If there is little room for input substitution does this mean that ALN will have only
minor impact? Quite the contrary, in my view. For demographic reasons, mainly the aging of
the population and the increasing frequency with which people change jobs, the demand for
higher education will grow faster than the rate of population growth. This rapid growth in
demand will be fueled by adult learners, who will constitute an ever increasing share of
the market. This demand growth will tend to pull up costs, by raising the prices of
instructional inputs.
It is my view that ALN will insulate higher education from much of the effects of this
demand pull and that in the next twenty years or so we will not experience the rapid real
increases in the cost of higher education that we have witnessed over the last twenty
years, the demand growth notwithstanding. I base this on the belief that ALN will allow a
better fit between the pool of instructors and the demands for their services, as
discussed in section III, and that will go a long way towards cost containment.

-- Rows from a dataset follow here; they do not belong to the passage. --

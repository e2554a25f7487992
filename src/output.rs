//! Output rendering for report, check, diff, and blame commands.
//!
//! Supports `human` (default) and `json` outputs. JSON composition lives in
//! pure `compose_*` helpers so shapes can be asserted in tests. File paths
//! are displayed relative to the project root.

use crate::models::{
    DiffEntry, EnrichedMatch, EnrichedOutcome, EvalOutcome, MatchRecord, Regression,
};
use owo_colors::OwoColorize;
use serde_json::{json, Value as JsonVal};
use std::path::Path;

fn use_colors(output: &str) -> bool {
    output != "json" && std::env::var_os("NO_COLOR").is_none()
}

fn display_path(file: &Path, root: &Path) -> String {
    file.strip_prefix(root)
        .unwrap_or(file)
        .to_string_lossy()
        .to_string()
}

fn truncate(content: &str) -> String {
    if content.chars().count() <= 80 {
        content.to_string()
    } else {
        let head: String = content.chars().take(80).collect();
        format!("{head}...")
    }
}

fn location(m: &MatchRecord, root: &Path) -> String {
    match m.line {
        Some(line) => format!("{}:{}", display_path(&m.file, root), line),
        None => display_path(&m.file, root),
    }
}

/// Print current violations per rule, without baseline context.
pub fn print_report(outcome: &EvalOutcome, root: &Path, output: &str) {
    match output {
        "json" => println!(
            "{}",
            serde_json::to_string_pretty(&compose_report_json(outcome, root))
                .unwrap_or_default()
        ),
        _ => {
            let color = use_colors(output);
            for (rule, matches) in outcome.iter_rules() {
                if matches.is_empty() {
                    println!("\n{rule} — no issues found.");
                    continue;
                }
                let header = format!("{rule} — matched {} issue(s):", matches.len());
                if color {
                    println!("\n{}", header.bold());
                } else {
                    println!("\n{header}");
                }
                for m in matches {
                    println!("  → {}: {}", location(m, root), truncate(&m.content));
                }
            }
            if !outcome.skipped.is_empty() {
                let note = format!("skipped {} file(s); see warnings", outcome.skipped.len());
                if color {
                    eprintln!("{}", note.yellow());
                } else {
                    eprintln!("{note}");
                }
            }
        }
    }
}

/// Print the gating verdict: every regressed rule with baseline vs current
/// counts and the current match locations.
pub fn print_gate(
    regressions: &[Regression],
    outcome: &EvalOutcome,
    root: &Path,
    output: &str,
) {
    match output {
        "json" => println!(
            "{}",
            serde_json::to_string_pretty(&compose_gate_json(regressions, outcome, root))
                .unwrap_or_default()
        ),
        _ => {
            let color = use_colors(output);
            if regressions.is_empty() {
                let ok = "Ratchet holds: no rule exceeded its baseline.";
                if color {
                    println!("{}", ok.green().bold());
                } else {
                    println!("{ok}");
                }
                return;
            }
            for r in regressions {
                let head = format!(
                    "{}: baseline={}, current={} (+{})",
                    r.rule,
                    r.baseline,
                    r.current,
                    r.current - r.baseline
                );
                if color {
                    println!("{} {}", "✖".red().bold(), head.bold());
                } else {
                    println!("✖ {head}");
                }
                let matches = outcome
                    .iter_rules()
                    .filter(|(name, _)| *name == &r.rule)
                    .flat_map(|(_, m)| m.iter());
                for m in matches {
                    println!("  → {}: {}", location(m, root), truncate(&m.content));
                }
            }
        }
    }
}

/// Print per-rule deltas; only changed rules are shown in human mode.
pub fn print_diff(entries: &[DiffEntry], output: &str) {
    match output {
        "json" => println!(
            "{}",
            serde_json::to_string_pretty(&compose_diff_json(entries)).unwrap_or_default()
        ),
        _ => {
            let color = use_colors(output);
            let mut changed = 0;
            for e in entries {
                if e.delta == 0 {
                    continue;
                }
                changed += 1;
                let sign = if e.delta > 0 { "+" } else { "-" };
                let line = format!(
                    "  {}: {} → {} ({sign}{})",
                    e.rule,
                    e.previous,
                    e.current,
                    e.delta.abs()
                );
                if color && e.delta > 0 {
                    println!("{}", line.red());
                } else if color {
                    println!("{}", line.green());
                } else {
                    println!("{line}");
                }
            }
            if changed == 0 {
                println!("There are no differences.");
            }
        }
    }
}

/// Print enriched issues sorted oldest-first, truncated per rule.
pub fn print_blame(enriched: &EnrichedOutcome, root: &Path, max_count: usize, output: &str) {
    match output {
        "json" => println!(
            "{}",
            serde_json::to_string_pretty(&compose_blame_json(enriched, root, max_count))
                .unwrap_or_default()
        ),
        _ => {
            let color = use_colors(output);
            print_blame_section("Pattern rules", &enriched.pattern, root, max_count, color);
            print_blame_section("Command rules", &enriched.command, root, max_count, color);
        }
    }
}

fn print_blame_section(
    section: &str,
    issues: &std::collections::BTreeMap<String, Vec<EnrichedMatch>>,
    root: &Path,
    max_count: usize,
    color: bool,
) {
    for (rule, matches) in issues {
        if matches.is_empty() {
            println!("\n{section} — {rule}: no issues found.");
            continue;
        }
        let plural = if matches.len() == 1 { "" } else { "s" };
        let header = format!("{section} — {rule} ({} issue{plural}):", matches.len());
        println!("\n{}", "-".repeat(40));
        if color {
            println!("{}", header.bold());
        } else {
            println!("{header}");
        }
        println!("{}", "-".repeat(40));
        for m in matches.iter().take(max_count) {
            let when = m
                .timestamp
                .map(|t| t.to_rfc3339())
                .unwrap_or_else(|| "Unknown".to_string());
            println!(
                "  → {}  by {} at {}",
                location(&m.record, root),
                m.author,
                when
            );
            println!("       {}", truncate(&m.record.content));
        }
        if matches.len() > max_count {
            println!("  … and {} more", matches.len() - max_count);
        }
    }
}

/// Compose report JSON (pure) for testing/snapshot purposes.
pub fn compose_report_json(outcome: &EvalOutcome, root: &Path) -> JsonVal {
    let section = |issues: &std::collections::BTreeMap<String, Vec<MatchRecord>>| {
        let mut obj = serde_json::Map::new();
        for (rule, matches) in issues {
            obj.insert(rule.clone(), matches_json(matches, root));
        }
        JsonVal::Object(obj)
    };
    let skipped: Vec<_> = outcome
        .skipped
        .iter()
        .map(|s| {
            json!({
                "file": display_path(&s.file, root),
                "rule": s.rule,
                "reason": s.reason,
            })
        })
        .collect();
    json!({
        "pattern": section(&outcome.pattern),
        "command": section(&outcome.command),
        "skipped": skipped,
    })
}

/// Compose gate JSON (pure) for testing/snapshot purposes.
pub fn compose_gate_json(
    regressions: &[Regression],
    outcome: &EvalOutcome,
    root: &Path,
) -> JsonVal {
    let items: Vec<_> = regressions
        .iter()
        .map(|r| {
            let matches: Vec<&MatchRecord> = outcome
                .iter_rules()
                .filter(|(name, _)| *name == &r.rule)
                .flat_map(|(_, m)| m.iter())
                .collect();
            json!({
                "rule": r.rule,
                "baseline": r.baseline,
                "current": r.current,
                "delta": r.current - r.baseline,
                "matches": matches
                    .iter()
                    .map(|m| json!({
                        "file": display_path(&m.file, root),
                        "line": m.line,
                        "content": m.content,
                    }))
                    .collect::<Vec<_>>(),
            })
        })
        .collect();
    json!({
        "passed": regressions.is_empty(),
        "regressions": items,
    })
}

/// Compose diff JSON (pure) for testing/snapshot purposes.
pub fn compose_diff_json(entries: &[DiffEntry]) -> JsonVal {
    json!({
        "entries": serde_json::to_value(entries).unwrap_or_default(),
        "changed": entries.iter().filter(|e| e.delta != 0).count(),
    })
}

/// Compose blame JSON (pure). Per-rule matches are truncated to
/// `max_count` for display while the full count is reported alongside.
pub fn compose_blame_json(enriched: &EnrichedOutcome, root: &Path, max_count: usize) -> JsonVal {
    let section = |issues: &std::collections::BTreeMap<String, Vec<EnrichedMatch>>| {
        let mut obj = serde_json::Map::new();
        for (rule, matches) in issues {
            let shown: Vec<_> = matches
                .iter()
                .take(max_count)
                .map(|m| {
                    json!({
                        "file": display_path(&m.record.file, root),
                        "line": m.record.line,
                        "content": m.record.content,
                        "author": m.author,
                        "timestamp": m.timestamp.map(|t| t.to_rfc3339()),
                    })
                })
                .collect();
            obj.insert(
                rule.clone(),
                json!({ "count": matches.len(), "matches": shown }),
            );
        }
        JsonVal::Object(obj)
    };
    json!({
        "pattern": section(&enriched.pattern),
        "command": section(&enriched.command),
    })
}

fn matches_json(matches: &[MatchRecord], root: &Path) -> JsonVal {
    JsonVal::Array(
        matches
            .iter()
            .map(|m| {
                json!({
                    "file": display_path(&m.file, root),
                    "line": m.line,
                    "content": m.content,
                })
            })
            .collect(),
    )
}

#[cfg(test)]
mod tests {
    use super::*;
    use std::path::PathBuf;

    fn outcome_with(rule: &str, count: usize) -> EvalOutcome {
        let mut outcome = EvalOutcome::default();
        let matches = (0..count)
            .map(|i| MatchRecord {
                file: PathBuf::from("/repo/src/a.py"),
                line: Some(i as u32 + 1),
                content: format!("print({i})"),
            })
            .collect();
        outcome.pattern.insert(rule.to_string(), matches);
        outcome
    }

    #[test]
    fn test_compose_report_json_shape() {
        let outcome = outcome_with("no-print", 2);
        let out = compose_report_json(&outcome, Path::new("/repo"));
        assert_eq!(out["pattern"]["no-print"][0]["file"], "src/a.py");
        assert_eq!(out["pattern"]["no-print"][1]["line"], 2);
        assert!(out["skipped"].as_array().unwrap().is_empty());
    }

    #[test]
    fn test_compose_gate_json_includes_locations_and_delta() {
        let outcome = outcome_with("no-print", 3);
        let regressions = vec![Regression {
            rule: "no-print".into(),
            baseline: 2,
            current: 3,
        }];
        let out = compose_gate_json(&regressions, &outcome, Path::new("/repo"));
        assert_eq!(out["passed"], false);
        assert_eq!(out["regressions"][0]["delta"], 1);
        assert_eq!(
            out["regressions"][0]["matches"].as_array().unwrap().len(),
            3
        );
    }

    #[test]
    fn test_compose_diff_json_counts_changes() {
        let entries = vec![
            DiffEntry {
                rule: "a".into(),
                previous: 2,
                current: 2,
                delta: 0,
            },
            DiffEntry {
                rule: "b".into(),
                previous: 0,
                current: 4,
                delta: 4,
            },
        ];
        let out = compose_diff_json(&entries);
        assert_eq!(out["changed"], 1);
        assert_eq!(out["entries"][1]["delta"], 4);
    }

    #[test]
    fn test_compose_blame_json_truncates_but_reports_full_count() {
        let mut enriched = EnrichedOutcome::default();
        let matches: Vec<EnrichedMatch> = (0..5)
            .map(|i| EnrichedMatch {
                record: MatchRecord {
                    file: PathBuf::from("/repo/a.py"),
                    line: Some(i + 1),
                    content: "x".into(),
                },
                author: "Unknown".into(),
                timestamp: None,
            })
            .collect();
        enriched.pattern.insert("no-print".into(), matches);

        let out = compose_blame_json(&enriched, Path::new("/repo"), 2);
        assert_eq!(out["pattern"]["no-print"]["count"], 5);
        assert_eq!(
            out["pattern"]["no-print"]["matches"]
                .as_array()
                .unwrap()
                .len(),
            2
        );
        assert_eq!(
            out["pattern"]["no-print"]["matches"][0]["timestamp"],
            JsonVal::Null
        );
    }
}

The demand for education by adult learners, particularly among those who have already
attained the baccalaureate, raises another point. This concerns the durability of the
education that is being received. It can't possibly be cost effective for adult students
to be enrolled in a degree program in perpetuity. Most of the lifelong education that
these adult learners seek must indeed be self-directed study, but of an informal kind. The
infrequent stints in formal settings must be solid preparation for the more regular
self-study. The adult learners will demand their formal education be durable. This demand
will put continuing pressure to improve educational quality as the market expands to meet
the demands of adult learners.
ACKNOWLEDGEMENTS
I gratefully acknowledge the help of Larry DeBrock, Burks Oakley, John Bourne, Olin
Campbell, and two anonymous referees on clarifying several points in the previous version
of this paper. Any remaining errors or obfuscations are mine alone.